Als wir im Cafe ankamen, habe ich mir erst einmal einen groben Überblick über die Stände verschafft. Von gerahmten Acrylcollagen über verzierte Kerzen, wahnsinnig aufwändig genähte Patchworkdecken, Schmuck, Fotografien, Seidenbilder, Stofftaschen und handbemahltes Porzellan war eigentlich alles dabei. Sogar ein Stand von einer Hilfsorganisation und ein Mischpult für die musikalische Beschallung, im unteren Stockwerk sang bereits ein Chor. Mein Mann und ich machten es uns erst einmal auf der Dachterrasse für Kaffee und Zigarettchen gemütlich, ein bischen Sonne tanken. Nach meinem Kaffee machte ich mich wieder auf in die mittlere Etage ins Getümmel.
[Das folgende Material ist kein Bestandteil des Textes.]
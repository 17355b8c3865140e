//! Cake: commonsense-aware batch preparation for text-based knowledge graph
//! embedding.
//!
//! Triplets are read in both directions, turned into tokenized examples, and
//! grouped into training batches by a relation-aware sampler. Part of every
//! batch is drawn from examples whose tails share a commonsense domain with the
//! relation's expected tails, so in-batch negatives are hard but plausible.
//!
//! # Pipeline
//!
//! ```text
//! triplets.json ─▶ Dataset ─▶ DatasetInfo ─▶ RelationBatchSampler
//!                     │                            │ indices
//!                     ▼                            ▼
//!                  DataHub ◀──────────── Dataset::get_batch ─▶ collate ─▶ Batch
//! ```

pub mod config;
pub mod data;
pub mod dataset;
pub mod error;
pub mod hub;
pub mod sampler;
pub mod text;

pub use config::{DataConfig, Task};
pub use data::{EntityDict, EntityExample, LinkGraph, Triplet, TripletDict};
pub use dataset::{collate, collate_grouped, Batch, Dataset, DatasetInfo, Example, VectorizedExample};
pub use error::{CakeError, Result};
pub use hub::DataHub;
pub use sampler::{CommonsenseTables, RelationBatchSampler, RelationComplexity};
pub use text::{Encoding, Tokenize, VocabTokenizer};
Ich stoppte zuerst an dem Stand mit den Decken, Wandbehängen und Kissenbezügen, alle mit aufwändigen Tier- und Mandalapatchworkmustern genäht. Ein Egyptisches Ehepaar betreute den Stand, die Sachen hat alle der Ehemann genäht. Die zwei leben schon seit viele Jahren in Abu Dhabi. Wir hatten eine sehr schöne Unterhaltung über das Land, das Leben und das kreative Arbeiten hier. Beim nächsten Souk sehen wir uns sicher wieder, vielleicht habe ich dann bereits meinen eigenen Stand dort.

Am nächsten Stand saß eine gelangeilt aussehende junge Dame, die bunte Stoffhandtaschen anbot. Ich fragte sie, wie lange sie an den vielen Taschen genäht hat, da alle in einem unterschiedlichen Design waren. Sie sah mich völlig verwirrt an und meinte, natürlich habe sie die Taschen nicht selbst genäht. Sie habe das Design entworfen und die Taschen nähen lassen. Nunja, das entspricht jetzt nicht so ganz der Idee dieses Souks, aber immerhin war das Design von ihr. Wahrscheinlich hat sie ihr Hausmädchen damit beschäftigt. Da sie eine Emirati war, gab ich ihr eine CD von dem National Day Projekt in die Hand, das Ziyad Matar und ich gemacht haben, und verabschiedete mich höflich zum nächsten Stand.

Dort saß ein hier geborenes Indisches Schwesternpaar, das ein Fotostudio betreibt. Wundervolle Landschafts- und Städtefotos, Kalender, Drucke von eigenen Zeichnungen und bedruckte Tassen gab es dort. An einem anderen Stand verkaufte ein zwölfjähriges Mädchen seine wirklich sehr schön verziehrten Kerzen, die Standmiete hat sie von ihrer Mutter zum Geburtstag geschenkt bekommen. Und die Kerzen konnten sich wirklich sehen lassen, die Kleine ist sehr begabt.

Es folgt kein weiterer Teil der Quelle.